L’intensification des combats et la recrudescence de l’insécurité dans l’Etat de Jonglei, dans l’est du Soudan du Sud, ont contraint des centaines de milliers de personnes à fuir leurs foyers, provoquant l’une des plus graves crises de déplacement liées à un conflit de ces dernières années, a alerté l’Agence des Nations Unies pour les réfugiés (HCR).
Selon l’agence onusienne, le comté d’Akobo, épicentre des violences, est le plus durement touché.
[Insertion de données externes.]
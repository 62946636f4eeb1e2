//! Strips model reasoning from replies before they are spoken.

use regex::Regex;
use std::sync::LazyLock;

static TAG_BLOCK: LazyLock<Regex> = LazyLock::new(|| {
    Regex::new(r"(?is)<reasoning>.*?</reasoning>").expect("Valid reasoning tag regex")
});

static BRACKET_BLOCK: LazyLock<Regex> = LazyLock::new(|| {
    Regex::new(r"(?is)\[reasoning\].*?\[/reasoning\]").expect("Valid reasoning bracket regex")
});

static REASONING_LINE: LazyLock<Regex> = LazyLock::new(|| {
    Regex::new(r"(?i)^(reasoning|thought|analysis):").expect("Valid reasoning line regex")
});

/// Remove reasoning blocks and lines starting with `reasoning:`, `thought:`
/// or `analysis:` (any case).
///
/// Remaining lines are trimmed and blank lines dropped. If nothing survives,
/// the block-stripped text is returned trimmed so the NPC never goes silent
/// because of the filter.
///
/// # Examples
///
/// ```
/// use parley_models::sanitize_reply;
///
/// let raw = "<reasoning>the player wants ore</reasoning>\nThought: be brief\n  Try the caves.  ";
/// assert_eq!(sanitize_reply(raw), "Try the caves.");
/// ```
pub fn sanitize_reply(raw: &str) -> String {
    let without_tags = TAG_BLOCK.replace_all(raw, "");
    let stripped = BRACKET_BLOCK.replace_all(&without_tags, "");

    let kept: Vec<&str> = stripped
        .lines()
        .map(str::trim)
        .filter(|line| !line.is_empty())
        .filter(|line| !REASONING_LINE.is_match(line))
        .collect();

    if kept.is_empty() {
        stripped.trim().to_string()
    } else {
        kept.join("\n")
    }
}

#[cfg(test)]
mod tests {
    use super::*;

    #[test]
    fn strips_multiline_blocks_of_both_styles() {
        let raw = "[REASONING]\nstep one\nstep two\n[/reasoning]Hello!\n<Reasoning>x\ny</reasoning>";
        assert_eq!(sanitize_reply(raw), "Hello!");
    }

    #[test]
    fn drops_prefixed_lines_case_insensitively() {
        let raw = "ANALYSIS: greet them\nGood morning!\nreasoning:none\n\nNice hat.";
        assert_eq!(sanitize_reply(raw), "Good morning!\nNice hat.");
    }

    #[test]
    fn keeps_lines_where_the_colon_is_not_adjacent() {
        let raw = "Reasoning : that is what scholars do.\nThought about it, yes.";
        assert_eq!(sanitize_reply(raw), raw);
    }

    #[test]
    fn falls_back_when_everything_is_filtered() {
        let raw = "  Thought: I should wave  ";
        assert_eq!(sanitize_reply(raw), "Thought: I should wave");
    }

    #[test]
    fn plain_reply_is_unchanged() {
        assert_eq!(sanitize_reply("Hmph. Go away."), "Hmph. Go away.");
    }
}
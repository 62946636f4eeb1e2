//! Line-oriented console session.

use super::ConsoleEngine;
use parley::{
    EventBus, NpcChatService, NpcId, ParleyResult, PlayerId, Position, SessionEvent, StartOutcome,
};
use std::io::BufRead;
use tracing::{debug, warn};

const HELP: &str = "\
commands:
  join <player> [name] [x y z]   player enters the world
  leave <player>                 player disconnects
  spawn <player> [name]          spawn an NPC even with auto-spawn off
  say <npc> <player> <message>   talk to an NPC
  list                           tracked NPCs
  history <npc>                  one NPC's conversation
  status                         worker state and counters
  start | stop                   restart the extension
  quit";

/// One parsed console line.
#[derive(Debug, Clone, PartialEq)]
pub enum Command {
    /// A player joins
    Join {
        /// Player id
        player: String,
        /// Display name
        name: Option<String>,
        /// Where they appear
        position: Option<Position>,
    },
    /// A player leaves
    Leave(String),
    /// Spawn an NPC on demand
    Spawn {
        /// Player id
        player: String,
        /// Display name
        name: Option<String>,
    },
    /// A player speaks to an NPC
    Say {
        /// NPC addressed
        npc: NpcId,
        /// Who speaks
        player: String,
        /// What they say
        message: String,
    },
    /// List NPCs
    List,
    /// Show a conversation
    History(NpcId),
    /// Show worker state
    Status,
    /// Start the service
    Start,
    /// Stop the service
    Stop,
    /// Print usage
    Help,
    /// Leave the session
    Quit,
}

impl Command {
    /// Parse a console line. Blank lines yield `Ok(None)`.
    pub fn parse(line: &str) -> Result<Option<Self>, String> {
        let mut words = line.split_whitespace();
        let Some(verb) = words.next() else {
            return Ok(None);
        };
        let rest: Vec<&str> = words.collect();

        let command = match (verb.to_ascii_lowercase().as_str(), rest.as_slice()) {
            ("join", [player, tail @ ..]) => {
                let (name, coordinates) = match tail {
                    [name, coordinates @ ..] if name.parse::<f64>().is_err() => {
                        (Some(name.to_string()), coordinates)
                    }
                    coordinates => (None, coordinates),
                };
                let position = match coordinates {
                    [] => None,
                    [x, y, z] => Some(Position::new(
                        parse_number(x)?,
                        parse_number(y)?,
                        parse_number(z)?,
                    )),
                    _ => return Err("join takes x, y and z together".to_string()),
                };
                Command::Join {
                    player: player.to_string(),
                    name,
                    position,
                }
            }
            ("leave", [player]) => Command::Leave(player.to_string()),
            ("spawn", [player]) => Command::Spawn {
                player: player.to_string(),
                name: None,
            },
            ("spawn", [player, name]) => Command::Spawn {
                player: player.to_string(),
                name: Some(name.to_string()),
            },
            ("say", [npc, player, message @ ..]) if !message.is_empty() => Command::Say {
                npc: parse_npc(npc)?,
                player: player.to_string(),
                message: message.join(" "),
            },
            ("list", []) => Command::List,
            ("history", [npc]) => Command::History(parse_npc(npc)?),
            ("status", []) => Command::Status,
            ("start", []) => Command::Start,
            ("stop", []) => Command::Stop,
            ("help" | "?", _) => Command::Help,
            ("quit" | "exit", _) => Command::Quit,
            _ => return Err(format!("cannot parse '{}'; try help", line.trim())),
        };
        Ok(Some(command))
    }
}

fn parse_npc(word: &str) -> Result<NpcId, String> {
    word.parse()
        .map(NpcId)
        .map_err(|_| format!("'{}' is not an NPC id", word))
}

fn parse_number(word: &str) -> Result<f64, String> {
    word.parse()
        .map_err(|_| format!("'{}' is not a coordinate", word))
}

/// Read commands from `input` until it ends or `quit`.
///
/// Join, leave and say go through `bus` the way engine events would.
pub fn run_repl(
    service: &NpcChatService,
    bus: &EventBus,
    engine: &ConsoleEngine,
    input: impl BufRead,
) -> ParleyResult<()> {
    println!("{}", HELP);

    for line in input.lines() {
        let line = match line {
            Ok(line) => line,
            Err(e) => {
                warn!(error = %e, "Console input failed");
                break;
            }
        };
        let command = match Command::parse(&line) {
            Ok(Some(command)) => command,
            Ok(None) => continue,
            Err(message) => {
                println!("{}", message);
                continue;
            }
        };
        debug!(?command, "Console command");

        match command {
            Command::Join {
                player,
                name,
                position,
            } => {
                let player_id = PlayerId::new(player.as_str());
                if let Some(position) = position {
                    engine.place_player(&player_id, position);
                }
                bus.publish(&SessionEvent::PlayerJoined {
                    player_id,
                    username: name.unwrap_or(player),
                    position,
                });
            }
            Command::Leave(player) => {
                bus.publish(&SessionEvent::PlayerLeft {
                    player_id: PlayerId::new(player),
                });
            }
            Command::Spawn { player, name } => {
                let player_id = PlayerId::new(player.as_str());
                let username = name.unwrap_or(player);
                if service.spawn_npc_for(&player_id, &username).is_none() {
                    println!("no NPC spawned");
                }
            }
            Command::Say {
                npc,
                player,
                message,
            } => {
                bus.publish(&SessionEvent::Chat {
                    npc_id: npc,
                    player_id: PlayerId::new(player),
                    message,
                });
            }
            Command::List => {
                let npcs = service.npcs();
                if npcs.is_empty() {
                    println!("no NPCs");
                }
                for npc in npcs {
                    println!(
                        "[{}] {} ({}) for {} at ({:.1}, {:.1}, {:.1}), {} turns",
                        npc.id(),
                        npc.display_name(),
                        npc.personality(),
                        npc.owner_name(),
                        npc.position().x,
                        npc.position().y,
                        npc.position().z,
                        npc.history().len()
                    );
                }
            }
            Command::History(npc) => {
                for turn in service.history(npc) {
                    println!("  > {}", turn.player_message());
                    println!("  < {}", turn.npc_reply());
                }
            }
            Command::Status => {
                match service.status() {
                    Some(status) => println!(
                        "{} ({}), provider {}",
                        status.state,
                        status.detail,
                        service
                            .selected_provider()
                            .map_or("none".to_string(), |kind| kind.to_string())
                    ),
                    None => println!("stopped"),
                }
                match serde_json::to_string(&service.stats()) {
                    Ok(stats) => println!("{}", stats),
                    Err(e) => warn!(error = %e, "Cannot render counters"),
                }
            }
            Command::Start => match service.start()? {
                StartOutcome::Started { provider } => println!(
                    "started with {}",
                    provider.map_or("no provider".to_string(), |kind| kind.to_string())
                ),
                other => println!("{:?}", other),
            },
            Command::Stop => {
                let report = service.stop();
                println!(
                    "stopped: {} NPCs despawned, worker joined: {}",
                    report.despawned, report.worker_joined
                );
            }
            Command::Help => println!("{}", HELP),
            Command::Quit => break,
        }
    }
    Ok(())
}

#[cfg(test)]
mod tests {
    use super::*;

    #[test]
    fn test_join_with_name_and_position() {
        let command = Command::parse("join 42 Alex 1 64 -3.5").unwrap().unwrap();
        assert_eq!(
            command,
            Command::Join {
                player: "42".into(),
                name: Some("Alex".into()),
                position: Some(Position::new(1.0, 64.0, -3.5)),
            }
        );
    }

    #[test]
    fn test_join_with_position_only() {
        let command = Command::parse("join steve 0 70 0").unwrap().unwrap();
        assert!(matches!(
            command,
            Command::Join { name: None, position: Some(_), .. }
        ));
    }

    #[test]
    fn test_say_keeps_whole_message() {
        let command = Command::parse("say 3 steve hello there,  friend")
            .unwrap()
            .unwrap();
        assert_eq!(
            command,
            Command::Say {
                npc: NpcId(3),
                player: "steve".into(),
                message: "hello there, friend".into(),
            }
        );
    }

    #[test]
    fn test_rejects_bad_input() {
        assert!(Command::parse("say x steve hi").is_err());
        assert!(Command::parse("say 1 steve").is_err());
        assert!(Command::parse("join steve 1 2").is_err());
        assert!(Command::parse("dance").is_err());
        assert_eq!(Command::parse("   ").unwrap(), None);
    }
}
Environ 140.000 personnes ont été déplacées rien que dans ce comté, tandis que plus de 300.000 ont été déracinées dans tout le Jonglei et les Etats voisins depuis décembre dernier.
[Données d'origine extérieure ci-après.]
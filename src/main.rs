#![deny(
    warnings,
    clippy::all,
    clippy::pedantic,
    clippy::nursery,
    clippy::cargo
)]
#![allow(clippy::multiple_crate_versions)]

use anyhow::Result;
use clap::Parser;
use mapty::app::{App, ListAction, SubmitOutcome};
use mapty::cli::{self, Cmd};
use mapty::config::AppConfig;
use mapty::error::WorkoutError;
use mapty::map::{FixedLocation, MemoryMap, StderrNotifier};
use mapty::render::{self, MemoryList};
use mapty::storage::WorkoutRepository;
use mapty::types::WorkoutId;
use mapty::utils;
use std::process::ExitCode;

#[macro_use]
extern crate mapty;

type CliApp = App<MemoryMap, MemoryList, StderrNotifier>;

fn main() -> Result<ExitCode> {
    let cli = cli::Cli::parse();
    utils::init_logging(cli.verbose, cli.quiet);

    let config = AppConfig::from_cli(&cli)?;
    dlog!(
        "data_dir={} backend={:?} home={:?}",
        config.data_dir.display(),
        config.backend,
        config.home
    );

    let repo = WorkoutRepository::new(config.open_store()?);
    let mut geo = FixedLocation(config.home);
    let mut app = App::start(
        MemoryMap::default(),
        MemoryList::default(),
        StderrNotifier,
        repo,
        &mut geo,
        config.zoom,
    );

    match run(&mut app, &mut geo, cli.cmd.unwrap_or(Cmd::List)) {
        Ok(()) => Ok(ExitCode::SUCCESS),
        // Already shown through the notifier.
        Err(
            WorkoutError::Validation
            | WorkoutError::MissingCoordinates
            | WorkoutError::MapUnavailable
            | WorkoutError::Storage(_),
        ) => Ok(ExitCode::FAILURE),
        Err(e @ WorkoutError::NotFound(_)) => {
            eprintln!("{e}");
            Ok(ExitCode::FAILURE)
        }
    }
}

fn run(app: &mut CliApp, geo: &mut FixedLocation, cmd: Cmd) -> mapty::error::Result<()> {
    match cmd {
        Cmd::List => {
            if app.store().is_empty() {
                tracing::info!("no workouts yet");
            }
            for w in app.store().all().iter().rev() {
                println!("{}", render::summary_line(w));
            }
        }
        Cmd::Add {
            at,
            kind,
            distance,
            duration,
            cadence,
            elevation,
        } => {
            app.handle_map_click(at)?;
            let input = app.form_mut().input_mut();
            input.kind = kind;
            input.distance = distance;
            input.duration = duration;
            input.cadence = cadence.unwrap_or_default();
            input.elevation = elevation.unwrap_or_default();

            if let SubmitOutcome::Created(id) = app.submit()? {
                println!("{id}");
            }
        }
        Cmd::Edit {
            id,
            kind,
            distance,
            duration,
            cadence,
            elevation,
        } => {
            let id = WorkoutId::from(id);
            app.handle_list_click(&id, ListAction::Edit)?;

            if kind.is_some_and(|k| k != app.form().input().kind) {
                app.toggle_type();
            }
            let input = app.form_mut().input_mut();
            if let Some(v) = distance {
                input.distance = v;
            }
            if let Some(v) = duration {
                input.duration = v;
            }
            if let Some(v) = cadence {
                input.cadence = v;
            }
            if let Some(v) = elevation {
                input.elevation = v;
            }

            app.submit()?;
            if let Some(w) = app.store().get(&id) {
                println!("{}", render::summary_line(w));
            }
        }
        Cmd::Delete { id } => {
            app.handle_list_click(&WorkoutId::from(id), ListAction::Delete)?;
        }
        Cmd::Show { id } => {
            let id = WorkoutId::from(id);
            match app.list().get(&id) {
                Some(html) => print!("{html}"),
                None => return Err(WorkoutError::NotFound(id)),
            }
        }
        Cmd::Reset => {
            app.reset(geo)?;
            println!("all workouts removed");
        }
    }
    Ok(())
}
Environ 100.000 personnes ont fui vers l’Ethiopie voisine en quête de sécurité, les mouvements de population restant fluctuants et pendulaires.
Cette crise s’accompagne de lourdes conséquences humaines et sociales pour les communautés affectées. « Des enfants ont été traumatisés après avoir été témoins du conflit, tandis que d’autres ont été séparés de leur famille », a déclaré vendredi depuis Djouba, Matthew Brook, représentant du HCR au Soudan du Sud, lors d’un point de presse régulier de l’ONU à Genève.
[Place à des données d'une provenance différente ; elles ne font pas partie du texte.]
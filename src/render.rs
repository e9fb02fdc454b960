use crate::map::Popup;
use crate::types::{Activity, Workout, WorkoutId, WorkoutKind};

/// Rendered workout list. Newest entries go on top.
pub trait WorkoutList {
    fn prepend(&mut self, id: &WorkoutId, html: String);
    fn replace(&mut self, id: &WorkoutId, html: String);
    fn remove(&mut self, id: &WorkoutId);
    fn clear(&mut self);
}

/// List that keeps the rendered fragments in display order.
#[derive(Debug, Clone, Default)]
pub struct MemoryList {
    pub entries: Vec<(WorkoutId, String)>,
}

impl MemoryList {
    pub fn get(&self, id: &WorkoutId) -> Option<&str> {
        self.entries
            .iter()
            .find(|(eid, _)| eid == id)
            .map(|(_, html)| html.as_str())
    }

    pub fn ids(&self) -> Vec<&WorkoutId> {
        self.entries.iter().map(|(id, _)| id).collect()
    }
}

impl WorkoutList for MemoryList {
    fn prepend(&mut self, id: &WorkoutId, html: String) {
        self.entries.insert(0, (id.clone(), html));
    }

    fn replace(&mut self, id: &WorkoutId, html: String) {
        if let Some(entry) = self.entries.iter_mut().find(|(eid, _)| eid == id) {
            entry.1 = html;
        }
    }

    fn remove(&mut self, id: &WorkoutId) {
        self.entries.retain(|(eid, _)| eid != id);
    }

    fn clear(&mut self) {
        self.entries.clear();
    }
}

const fn icon(kind: WorkoutKind) -> &'static str {
    match kind {
        WorkoutKind::Running => "🏃‍♂️",
        WorkoutKind::Cycling => "🚴‍♀️",
    }
}

fn detail_row(html: &mut String, icon: &str, value: &str, unit: &str) {
    html.push_str(&format!(
        r#"
  <div class="workout__details">
    <span class="workout__icon">{icon}</span>
    <span class="workout__value">{value}</span>
    <span class="workout__unit">{unit}</span>
  </div>"#
    ));
}

/// Escapes text for an HTML attribute value or element body.
fn escape_html(s: &str) -> String {
    let mut out = String::with_capacity(s.len());
    for c in s.chars() {
        match c {
            '&' => out.push_str("&amp;"),
            '<' => out.push_str("&lt;"),
            '>' => out.push_str("&gt;"),
            '"' => out.push_str("&quot;"),
            '\'' => out.push_str("&#39;"),
            _ => out.push(c),
        }
    }
    out
}

/// List entry fragment for one workout.
pub fn workout_html(w: &Workout) -> String {
    let kind = w.kind();
    let mut html = format!(
        r#"<li class="workout workout--{kind}" data-id="{id}">
  <h2 class="workout__title">{title}</h2>
  <div class="workout__actions">
    <i class="workout__action fa-solid fa-pen fa-xl"></i>
    <i class="workout__action fa-solid fa-trash-can fa-xl"></i>
  </div>"#,
        id = escape_html(w.id().as_str()),
        title = escape_html(w.description()),
    );

    detail_row(&mut html, icon(kind), &w.distance().to_string(), "km");
    detail_row(&mut html, "⏱", &w.duration().to_string(), "min");

    match *w.activity() {
        Activity::Running { cadence, pace } => {
            detail_row(&mut html, "⚡️", &format!("{pace:.1}"), "min/km");
            detail_row(&mut html, "🦶🏼", &cadence.to_string(), "spm");
        }
        Activity::Cycling {
            elevation_gain,
            speed,
        } => {
            detail_row(&mut html, "⚡️", &format!("{speed:.1}"), "km/h");
            detail_row(&mut html, "⛰", &elevation_gain.to_string(), "m");
        }
    }

    html.push_str("\n</li>\n");
    html
}

pub fn popup(w: &Workout) -> Popup {
    Popup {
        content: w.description().to_string(),
        class_name: format!("{}-popup", w.kind()),
        max_width: 250,
        min_width: 100,
        auto_close: false,
        close_on_click: false,
    }
}

/// One terminal line per workout.
pub fn summary_line(w: &Workout) -> String {
    let metric = match *w.activity() {
        Activity::Running { cadence, pace } => format!("{pace:.1} min/km\t{cadence} spm"),
        Activity::Cycling {
            elevation_gain,
            speed,
        } => format!("{speed:.1} km/h\t{elevation_gain} m"),
    };
    format!(
        "{}\t{}\t{}\t{} km\t{} min\t{metric}",
        w.id(),
        w.description(),
        w.coords(),
        w.distance(),
        w.duration(),
    )
}
use crate::types::{Workout, WorkoutId};

/// Ordered, id-unique collection of workouts.
#[derive(Debug, Clone, Default, PartialEq)]
pub struct WorkoutStore {
    workouts: Vec<Workout>,
}

impl WorkoutStore {
    /// Later duplicates of an id are dropped.
    pub fn from_workouts(workouts: Vec<Workout>) -> Self {
        let mut store = Self::default();
        for w in workouts {
            if store.get(w.id()).is_none() {
                store.workouts.push(w);
            }
        }
        store
    }

    pub fn all(&self) -> &[Workout] {
        &self.workouts
    }

    pub fn len(&self) -> usize {
        self.workouts.len()
    }

    pub fn is_empty(&self) -> bool {
        self.workouts.is_empty()
    }

    pub fn position(&self, id: &WorkoutId) -> Option<usize> {
        self.workouts.iter().position(|w| w.id() == id)
    }

    pub fn get(&self, id: &WorkoutId) -> Option<&Workout> {
        self.workouts.iter().find(|w| w.id() == id)
    }

    /// Mutating through this keeps the workout at its index.
    pub fn get_mut(&mut self, id: &WorkoutId) -> Option<&mut Workout> {
        self.workouts.iter_mut().find(|w| w.id() == id)
    }

    /// Appends unless the id is already present.
    pub fn push(&mut self, workout: Workout) -> bool {
        if self.get(workout.id()).is_some() {
            return false;
        }
        self.workouts.push(workout);
        true
    }

    pub fn remove(&mut self, id: &WorkoutId) -> Option<Workout> {
        let idx = self.position(id)?;
        Some(self.workouts.remove(idx))
    }

    pub fn clear(&mut self) {
        self.workouts.clear();
    }
}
Par ailleurs, des milliers de personnes sont rentrées chez elles ces dernières semaines malgré l’insécurité persistante, les services limités et les besoins humanitaires criants. Quelque 2,4 millions de réfugiés sud-soudanais sont toujours hébergés dans la région, tandis que près de 2 millions de personnes sont déplacées à l’intérieur du pays.
Le Soudan du Sud subit également les conséquences du conflit qui sévit au Soudan voisin, avec plus de 1,3 million de personnes ayant franchi la frontière depuis avril 2023, parmi lesquelles des rapatriés, des réfugiés et des demandeurs d’asile. Un afflux qui met davantage à l’épreuve les capacités de réponse humanitaire. Mais les financements peinent à suivre l’ampleur des besoins. Sur l’appel de fonds de 286 millions de dollars, le HCR n’a reçu que 25 % du financement. Or, « sans aide immédiate, des milliers de familles qui ont fui les violences, risquent d’affronter la saison des pluies sans abri sûr, sans services de base et sans la protection dont elles ont besoin pour survivre », à mis en garde l’agence onusienne.